The veggies we buy tends to vary based on what’s on the dinner menu and what we’re getting in our CSA bag for the week (currently loads of green beans, which would be good except my nutty kid only likes the canned green beans at school). Of course, we also usually pick up milk and almond milk and are never without my beloved PB2. If I can keep my grocery basket on the healthy side, it makes things SO much easier at home. After all, if I say NO to something in the grocery store, I only have to say no once. If I bring an unhealthy option home, I have to say no to every time I go in the pantry and that is MUCH harder.
In keeping with my goal to weigh in every week and get back on track weight-wise, I’m happy to report that my weight is down to 180.0 this morning (down over 6 pounds in the last two weeks) and my body fat is 25.9%, down from 27.5% in the same time frame. Definitely moving in the right direction again!

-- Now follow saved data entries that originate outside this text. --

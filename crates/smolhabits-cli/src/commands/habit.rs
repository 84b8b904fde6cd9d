use clap::Subcommand;
use smolhabits_core::HabitTemplates;

use super::CommandResult;

#[derive(Subcommand)]
pub enum HabitAction {
    /// List the predefined habits
    List {
        /// Output as JSON
        #[arg(long)]
        json: bool,
    },
    /// Show one habit in detail
    Show {
        /// Habit ID (e.g. "drink_water")
        id: String,
    },
}

pub fn run(action: HabitAction) -> CommandResult {
    match action {
        HabitAction::List { json } => {
            let habits = HabitTemplates::all();
            if json {
                println!("{}", serde_json::to_string_pretty(&habits)?);
            } else {
                for habit in &habits {
                    println!(
                        "{} {:<12} {:<12} {}",
                        habit.emoji, habit.id, habit.name, habit.description
                    );
                }
            }
        }
        HabitAction::Show { id } => match HabitTemplates::find(&id) {
            Some(habit) => {
                println!("{} {}", habit.emoji, habit.name);
                println!("  id:       {}", habit.id);
                println!("  about:    {}", habit.description);
                println!("  reminder: {}", habit.reminder_label());
            }
            None => {
                eprintln!("unknown habit: {id}");
                std::process::exit(1);
            }
        },
    }
    Ok(())
}
pub mod config;
pub mod habit;
pub mod pomodoro;
pub mod remind;
pub mod session;

/// Every subcommand reports failures through the core error type.
pub type CommandResult = smolhabits_core::Result<()>;
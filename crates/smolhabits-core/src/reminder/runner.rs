use std::collections::HashMap;
use std::sync::Arc;

use chrono::Utc;
use tokio::runtime::Handle;
use tokio::task::JoinHandle;
use tokio_util::sync::CancellationToken;
use tracing::debug;
use uuid::Uuid;

use super::{DeferredTaskRunner, ReminderRequest, ReminderTag, ReminderWorker};

struct PendingTask {
    request_id: Uuid,
    token: CancellationToken,
    join: JoinHandle<()>,
}

impl PendingTask {
    fn is_live(&self) -> bool {
        !self.token.is_cancelled() && !self.join.is_finished()
    }
}

/// Deferred task runner backed by tokio tasks.
///
/// Each request becomes one task that sleeps until `fire_at` and then calls
/// the [`ReminderWorker`], unless its cancellation token fires first. The
/// tag map is owned by the runner, so the owning scheduler needs `&mut`
/// access and no locking is involved. Dropping the runner does not cancel
/// tasks that were already handed off.
pub struct TokioTaskRunner {
    handle: Handle,
    worker: Arc<ReminderWorker>,
    tasks: HashMap<ReminderTag, PendingTask>,
}

impl TokioTaskRunner {
    pub fn new(handle: Handle, worker: ReminderWorker) -> Self {
        Self {
            handle,
            worker: Arc::new(worker),
            tasks: HashMap::new(),
        }
    }

    /// Id of the live task under `tag`, if any.
    pub fn pending_request(&self, tag: ReminderTag) -> Option<Uuid> {
        self.tasks
            .get(&tag)
            .filter(|task| task.is_live())
            .map(|task| task.request_id)
    }
}

impl DeferredTaskRunner for TokioTaskRunner {
    fn enqueue(&mut self, request: ReminderRequest) {
        let delay = request.delay_from(Utc::now());
        let token = CancellationToken::new();
        let cancelled = token.clone();
        let worker = Arc::clone(&self.worker);
        let request_id = request.id;
        let tag = request.tag;

        let join = self.handle.spawn(async move {
            tokio::select! {
                biased;
                _ = cancelled.cancelled() => {
                    debug!(%tag, "deferred task cancelled before firing");
                }
                _ = tokio::time::sleep(delay) => {
                    worker.fire(&request);
                }
            }
        });

        // A stale entry (already fired) is simply overwritten.
        self.tasks.insert(
            tag,
            PendingTask {
                request_id,
                token,
                join,
            },
        );
    }

    fn cancel(&mut self, tag: ReminderTag) -> bool {
        match self.tasks.remove(&tag) {
            Some(task) if task.is_live() => {
                task.token.cancel();
                true
            }
            _ => false,
        }
    }

    fn is_pending(&self, tag: ReminderTag) -> bool {
        self.pending_request(tag).is_some()
    }
}
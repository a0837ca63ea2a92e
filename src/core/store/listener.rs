// src/core/store/listener.rs

//! Listener identity and the per-key listener registry (spec §4.2, §9
//! "Listener equality"). Rust closures have no stable pointer identity to
//! key off, so `register_listener` returns an opaque `ListenerId` token and
//! `unregister_listener` takes that token back — the token strategy spec §9
//! explicitly sanctions as an alternative to function-pointer identity.

use crate::core::flag::FlagRecord;
use dashmap::DashMap;
use std::sync::Arc;
use std::sync::atomic::{AtomicU64, Ordering};

/// Invoked with the flag key, the new record (`None` on delete), and whether
/// this invocation is a delete. Never called while any store lock is held.
pub type Listener = Arc<dyn Fn(&str, Option<Arc<FlagRecord>>, bool) + Send + Sync>;

#[derive(Debug, Clone, Copy, PartialEq, Eq, Hash)]
pub struct ListenerId(u64);

#[derive(Default)]
pub struct ListenerRegistry {
    by_key: DashMap<String, Vec<(ListenerId, Listener)>>,
    next_id: AtomicU64,
}

impl ListenerRegistry {
    pub fn new() -> Self {
        Self {
            by_key: DashMap::new(),
            next_id: AtomicU64::new(1),
        }
    }

    pub fn register(&self, key: &str, listener: Listener) -> ListenerId {
        let id = ListenerId(self.next_id.fetch_add(1, Ordering::Relaxed));
        self.by_key
            .entry(key.to_string())
            .or_default()
            .push((id, listener));
        id
    }

    pub fn unregister(&self, key: &str, id: ListenerId) {
        if let Some(mut entry) = self.by_key.get_mut(key) {
            entry.retain(|(existing, _)| *existing != id);
        }
    }

    /// Returns a snapshot clone of the listeners registered for `key`, so the
    /// caller can invoke them with no registry entry lock held: tolerates a
    /// listener that registers or unregisters listeners for other keys, or
    /// for this same key, mid-dispatch.
    pub fn snapshot(&self, key: &str) -> Vec<Listener> {
        self.by_key
            .get(key)
            .map(|entry| entry.iter().map(|(_, f)| f.clone()).collect())
            .unwrap_or_default()
    }
}
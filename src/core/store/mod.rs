// src/core/store/mod.rs

//! The Flag Store (spec §3, §4.2): a keyed map from flag key to versioned
//! flag record, plus a per-key listener registry. A leaf component with no
//! dependency on the lifecycle controller, the workers, or the transport.

pub mod listener;

use crate::core::errors::FlagsError;
use crate::core::flag::{FlagRecord, FlagRecordPayload};
use crate::core::value::{EvaluationReason, FlagValue};
use listener::{Listener, ListenerId, ListenerRegistry};
use serde::Serialize;
use std::collections::{BTreeMap, HashMap};
use std::sync::{Arc, RwLock};

#[derive(Serialize)]
struct FlagRecordBody<'a> {
    value: &'a FlagValue,
    version: i64,
    #[serde(rename = "variation", skip_serializing_if = "Option::is_none")]
    variation_index: Option<i64>,
    #[serde(skip_serializing_if = "Option::is_none")]
    reason: Option<&'a EvaluationReason>,
}

#[derive(Default)]
pub struct FlagStore {
    records: RwLock<HashMap<String, Arc<FlagRecord>>>,
    listeners: ListenerRegistry,
}

impl FlagStore {
    pub fn new() -> Self {
        Self {
            records: RwLock::new(HashMap::new()),
            listeners: ListenerRegistry::new(),
        }
    }

    pub fn get(&self, key: &str) -> Option<Arc<FlagRecord>> {
        self.records.read().expect("flag store lock poisoned").get(key).cloned()
    }

    pub fn get_all(&self) -> Vec<Arc<FlagRecord>> {
        self.records
            .read()
            .expect("flag store lock poisoned")
            .values()
            .cloned()
            .collect()
    }

    pub fn register_listener(&self, key: &str, listener: Listener) -> ListenerId {
        self.listeners.register(key, listener)
    }

    pub fn unregister_listener(&self, key: &str, id: ListenerId) {
        self.listeners.unregister(key, id);
    }

    /// Atomically replaces the whole store contents (spec §4.2 "put"). The
    /// new map is built unlocked; only the swap itself is under the write
    /// lock, per DESIGN.md's "put atomicity" note, so `get_all` never
    /// observes a partially applied snapshot.
    pub fn put_snapshot(&self, incoming: HashMap<String, FlagRecord>) {
        let new_map: HashMap<String, Arc<FlagRecord>> =
            incoming.into_iter().map(|(k, v)| (k, Arc::new(v))).collect();

        let old_map = {
            let mut guard = self.records.write().expect("flag store lock poisoned");
            std::mem::replace(&mut *guard, new_map.clone())
        };

        let mut changed: Vec<(String, Option<Arc<FlagRecord>>)> = Vec::new();
        for (key, new_rec) in new_map.iter() {
            let differs = match old_map.get(key) {
                Some(old_rec) => **old_rec != **new_rec,
                None => true,
            };
            if differs {
                changed.push((key.clone(), Some(new_rec.clone())));
            }
        }
        for key in old_map.keys() {
            if !new_map.contains_key(key) {
                changed.push((key.clone(), None));
            }
        }

        for (key, record) in changed {
            let is_delete = record.is_none();
            self.dispatch(&key, record, is_delete);
        }
    }

    /// Single-flag upsert (spec §4.2 "patch"). Returns `true` if applied,
    /// `false` if dropped as a stale update.
    pub fn apply_patch(&self, record: FlagRecord) -> bool {
        let key = record.key.clone();
        let arc = {
            let mut guard = self.records.write().expect("flag store lock poisoned");
            if let Some(current) = guard.get(&key) {
                if current.version > record.version {
                    return false;
                }
            }
            let arc = Arc::new(record);
            guard.insert(key.clone(), arc.clone());
            arc
        };
        self.dispatch(&key, Some(arc), false);
        true
    }

    /// Single-flag removal (spec §4.2 "delete"), subject to the same version
    /// check as `apply_patch`. Returns `true` if applied.
    pub fn apply_delete(&self, key: &str, version: i64) -> bool {
        {
            let mut guard = self.records.write().expect("flag store lock poisoned");
            match guard.get(key) {
                Some(current) if current.version > version => return false,
                Some(_) => {
                    guard.remove(key);
                }
                None => return false,
            }
        }
        self.dispatch(key, None, true);
        true
    }

    /// Parses a "put" payload and applies it as a snapshot. Parse failures
    /// are returned to the caller to log and skip (spec §7 ParseFailure);
    /// they never panic or corrupt the existing store.
    pub fn apply_put_text(&self, text: &str) -> Result<(), FlagsError> {
        let payload: HashMap<String, FlagRecordPayload> = serde_json::from_str(text)?;
        let records = payload
            .into_iter()
            .map(|(key, body)| {
                let record = body.into_record(&key);
                (key, record)
            })
            .collect();
        self.put_snapshot(records);
        Ok(())
    }

    pub fn apply_patch_text(&self, text: &str) -> Result<(), FlagsError> {
        let payload: HashMap<String, FlagRecordPayload> = serde_json::from_str(text)?;
        for (key, body) in payload {
            let record = body.into_record(&key);
            self.apply_patch(record);
        }
        Ok(())
    }

    pub fn apply_delete_text(&self, text: &str) -> Result<(), FlagsError> {
        let payload: HashMap<String, FlagRecordPayload> = serde_json::from_str(text)?;
        for (key, body) in payload {
            self.apply_delete(&key, body.version);
        }
        Ok(())
    }

    /// Produces a "put"-equivalent text payload of the current contents
    /// (spec §4.2 "serialize"), used to persist a warm-start snapshot.
    pub fn serialize(&self) -> Result<String, FlagsError> {
        let guard = self.records.read().expect("flag store lock poisoned");
        let map: BTreeMap<&str, FlagRecordBody> = guard
            .iter()
            .map(|(key, record)| {
                (
                    key.as_str(),
                    FlagRecordBody {
                        value: &record.value,
                        version: record.version,
                        variation_index: record.variation_index,
                        reason: record.reason.as_ref(),
                    },
                )
            })
            .collect();
        Ok(serde_json::to_string(&map)?)
    }

    /// Warm-starts the store from a previously `serialize`d payload, defined
    /// as applying it as a "put" (spec §4.2) — so listeners fire for every
    /// restored key, matching `LDClientRestoreFlags` reusing the stream
    /// "put" dispatch path.
    pub fn restore(&self, text: &str) -> Result<(), FlagsError> {
        self.apply_put_text(text)
    }

    fn dispatch(&self, key: &str, record: Option<Arc<FlagRecord>>, is_delete: bool) {
        let listeners = self.listeners.snapshot(key);
        if listeners.is_empty() {
            return;
        }
        for listener in listeners {
            listener(key, record.clone(), is_delete);
        }
    }
}

#[cfg(test)]
mod tests {
    use super::*;
    use std::sync::atomic::{AtomicUsize, Ordering};

    #[test]
    fn put_then_get_full_snapshot_warm_start() {
        let store = FlagStore::new();
        store
            .apply_put_text(r#"{"alpha":{"value":true,"version":1}}"#)
            .unwrap();
        let rec = store.get("alpha").unwrap();
        assert_eq!(rec.value, serde_json::json!(true));
        assert_eq!(rec.version, 1);
    }

    #[test]
    fn stale_patch_is_dropped() {
        let store = FlagStore::new();
        store
            .apply_put_text(r#"{"alpha":{"value":true,"version":1}}"#)
            .unwrap();
        store
            .apply_patch_text(r#"{"alpha":{"value":false,"version":0}}"#)
            .unwrap();
        let rec = store.get("alpha").unwrap();
        assert_eq!(rec.value, serde_json::json!(true));
        assert_eq!(rec.version, 1);
    }

    #[test]
    fn delete_then_patch() {
        let store = FlagStore::new();
        store
            .apply_put_text(r#"{"alpha":{"value":true,"version":1}}"#)
            .unwrap();
        store.apply_delete_text(r#"{"alpha":{"version":2}}"#).unwrap();
        assert!(store.get("alpha").is_none());
        store
            .apply_patch_text(r#"{"alpha":{"value":true,"version":3}}"#)
            .unwrap();
        let rec = store.get("alpha").unwrap();
        assert_eq!(rec.value, serde_json::json!(true));
        assert_eq!(rec.version, 3);
    }

    #[test]
    fn double_apply_of_same_patch_is_idempotent() {
        let store = FlagStore::new();
        let patch = r#"{"alpha":{"value":true,"version":5}}"#;
        store.apply_patch_text(patch).unwrap();
        let first = store.get("alpha").unwrap();
        store.apply_patch_text(patch).unwrap();
        let second = store.get("alpha").unwrap();
        assert_eq!(*first, *second);
    }

    #[test]
    fn restore_of_serialize_round_trips() {
        let store = FlagStore::new();
        store
            .apply_put_text(r#"{"alpha":{"value":true,"version":1},"beta":{"value":"s","version":2}}"#)
            .unwrap();
        let text = store.serialize().unwrap();

        let restored = FlagStore::new();
        restored.restore(&text).unwrap();
        assert_eq!(restored.get("alpha").unwrap().value, store.get("alpha").unwrap().value);
        assert_eq!(restored.get("beta").unwrap().version, store.get("beta").unwrap().version);
    }

    #[test]
    fn listener_fires_exactly_once_per_committed_change_and_not_under_lock() {
        let store = FlagStore::new();
        let calls = Arc::new(AtomicUsize::new(0));
        let calls_clone = calls.clone();
        let id = store.register_listener(
            "alpha",
            Arc::new(move |_key, record, is_delete| {
                calls_clone.fetch_add(1, Ordering::SeqCst);
                assert!(!is_delete);
                assert!(record.is_some());
            }),
        );
        store
            .apply_put_text(r#"{"alpha":{"value":true,"version":1}}"#)
            .unwrap();
        assert_eq!(calls.load(Ordering::SeqCst), 1);
        store.unregister_listener("alpha", id);
        store
            .apply_patch_text(r#"{"alpha":{"value":false,"version":2}}"#)
            .unwrap();
        assert_eq!(calls.load(Ordering::SeqCst), 1);
    }

    #[test]
    fn listener_can_reenter_store_without_deadlock() {
        let store = Arc::new(FlagStore::new());
        let inner = store.clone();
        store.register_listener(
            "alpha",
            Arc::new(move |_key, _record, _is_delete| {
                // Reentrant read must not deadlock: no store lock is held
                // while this closure runs.
                let _ = inner.get("alpha");
                let _ = inner.get_all();
            }),
        );
        store
            .apply_put_text(r#"{"alpha":{"value":true,"version":1}}"#)
            .unwrap();
    }
}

What things are always on your grocery list? Do you tend to vary your breakfasts and lunch a lot? In the National Weight Control Registry studies, they found that long term maintainers tend not to vary their options much. That makes sense in some ways, in that fewer choices mean fewer chances to make high calorie choices, but I think I would get bored with that. In the summer, I tend to do sandwiches for lunch but now that fall is here I’m loving making big pots of soup on the weekend that I can take for lunch all week. This week, it’s been a ratatouille-inspired soup with chickpeas – Yum!